Handy saved his earnings and purchased a guitar. But Handy’s religious mother and father discouraged his blues infatuation. In a clever turn, Durham’s narrator stated:

Narrator:   Mrs. Handy called in Professor Bach, a doctor of music, who examined

the patient from bass to treble clef and diagnosed his ailment.

Professor Bach found that young Handy suffered from “a severe dis-temperment of the pentatonic scales,” with “an overgrowth of the minor chords tending towards dissonance”— Durham’s creative description of the musical elements that make up the blues. Professor Bach recommended that Handy study music’s “proper,” translate classical, elements.

Durham’s script then noted that during the next twenty years, Handy mastered those musical elements. But the draw of the music of his people remained strong, pushing Handy to search for a “good, rich music that’s got a language and body.” One cool evening, Handy landed in St. Louis and heard a woman humming “an odd tune.” Handy asked about the tune and she said that because of her troubles with her man, “I hate to see the evenin’ sun go down.”

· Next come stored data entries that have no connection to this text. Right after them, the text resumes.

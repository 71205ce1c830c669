//! Appending record batches to a bronze Delta table.

use std::collections::HashMap;
use std::time::{SystemTime, UNIX_EPOCH};

use bytes::Bytes;
use deltalake::DeltaTable;
use deltalake::arrow::record_batch::RecordBatch;
use deltalake::kernel::transaction::CommitBuilder;
use deltalake::kernel::{Action, Add};
use deltalake::parquet::arrow::ArrowWriter;
use deltalake::protocol::{DeltaOperation, SaveMode};
use tracing::{debug, info};
use uuid::Uuid;

use bronze_common::{Storage, StorageLocation};

use crate::error::{DeltaError, Result};
use crate::schema::{align_batch, commit_schema, merge_schema};
use crate::table::{
    TableOptions, arrow_schema_to_delta, create_table, open_table, table_arrow_schema,
    table_delta_schema,
};
use crate::truncate::is_delta_table;

/// What an append changed.
#[derive(Debug, Clone, PartialEq, Eq)]
pub struct WriteOutcome {
    /// Table version of the data commit.
    pub version: i64,
    pub rows: usize,
    /// Data file path relative to the table root.
    pub data_file: String,
    /// True when the table did not exist before this write.
    pub created: bool,
    /// Columns merged into an existing table schema.
    pub added_columns: Vec<String>,
}

/// Appends `batch` to the table at `location`, creating it when absent.
///
/// Batch columns are merged into the table schema and then aligned to it by
/// name, so column order in the batch does not matter.
pub async fn write_batch(
    location: &StorageLocation,
    batch: &RecordBatch,
    options: &TableOptions,
) -> Result<WriteOutcome> {
    let storage = Storage::open(location)?;

    let created = !is_delta_table(&storage).await?;
    let mut table = if created {
        create_table(location, batch.schema().as_ref(), options).await?
    } else {
        open_table(location).await?
    };

    let added_columns = if created {
        Vec::new()
    } else {
        let incoming = arrow_schema_to_delta(batch.schema().as_ref())?;
        let merge = merge_schema(&table_delta_schema(&table)?, &incoming)?;
        if let Some(merged) = &merge.merged {
            info!(columns = ?merge.added, "adding new columns to table schema");
            commit_schema(&mut table, merged).await?;
        }
        merge.added
    };

    let aligned = align_batch(batch, &table_arrow_schema(&table)?)?;
    let data_file = format!("part-00000-{}-c000.parquet", Uuid::new_v4());
    let encoded = encode_parquet(&aligned, &data_file)?;
    let size = encoded.len();
    storage.put(&storage.qualify(&data_file), encoded).await?;
    debug!(file = %data_file, bytes = size, rows = aligned.num_rows(), "data file uploaded");

    let version = commit_add(&mut table, &data_file, size).await?;
    info!(
        location = %location,
        version,
        rows = aligned.num_rows(),
        "batch appended to Delta table"
    );

    Ok(WriteOutcome {
        version,
        rows: aligned.num_rows(),
        data_file,
        created,
        added_columns,
    })
}

fn encode_parquet(batch: &RecordBatch, path: &str) -> Result<Bytes> {
    let parquet_error = |source| DeltaError::Parquet {
        path: path.to_string(),
        source,
    };

    let mut buffer = Vec::new();
    let mut writer =
        ArrowWriter::try_new(&mut buffer, batch.schema(), None).map_err(parquet_error)?;
    writer.write(batch).map_err(parquet_error)?;
    writer.close().map_err(parquet_error)?;
    Ok(Bytes::from(buffer))
}

async fn commit_add(table: &mut DeltaTable, data_file: &str, size: usize) -> Result<i64> {
    let add = Action::Add(Add {
        path: data_file.to_string(),
        size: i64::try_from(size).unwrap_or(i64::MAX),
        partition_values: HashMap::new(),
        modification_time: SystemTime::now()
            .duration_since(UNIX_EPOCH)
            .map(|d| i64::try_from(d.as_millis()).unwrap_or(i64::MAX))
            .unwrap_or(0),
        data_change: true,
        ..Default::default()
    });

    let version = CommitBuilder::default()
        .with_actions(vec![add])
        .build(
            Some(table.snapshot().map_err(DeltaError::delta("snapshot"))?),
            table.log_store(),
            DeltaOperation::Write {
                mode: SaveMode::Append,
                partition_by: None,
                predicate: None,
            },
        )
        .await
        .map_err(DeltaError::delta("commit"))?
        .version;

    table.load().await.map_err(DeltaError::delta("load"))?;
    Ok(version)
}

This line opens “The St. Louis Blues,” the tune most associated with W. C. Handy. Durham’s narrator ends the episode indicating that Handy, the former water boy:

Narrator:   Put down the words of blues from Memphis to Mobile, New Orleans

and Texas, and soon he had a whole world singing blues. He had set down on

paper a new American music.

According to Durham’s longtime friend and fellow writer Studs Terkel, “Dick had this talent of capturing the idiom, not just the African American, [but also] the American idiom. He was just gifted.”

As were the musicians Durham wrote about and cherished.

So during Black Music Month 2015, let’s all celebrate the host of African American women and men who create musical magic, enriching our lives and touching our souls.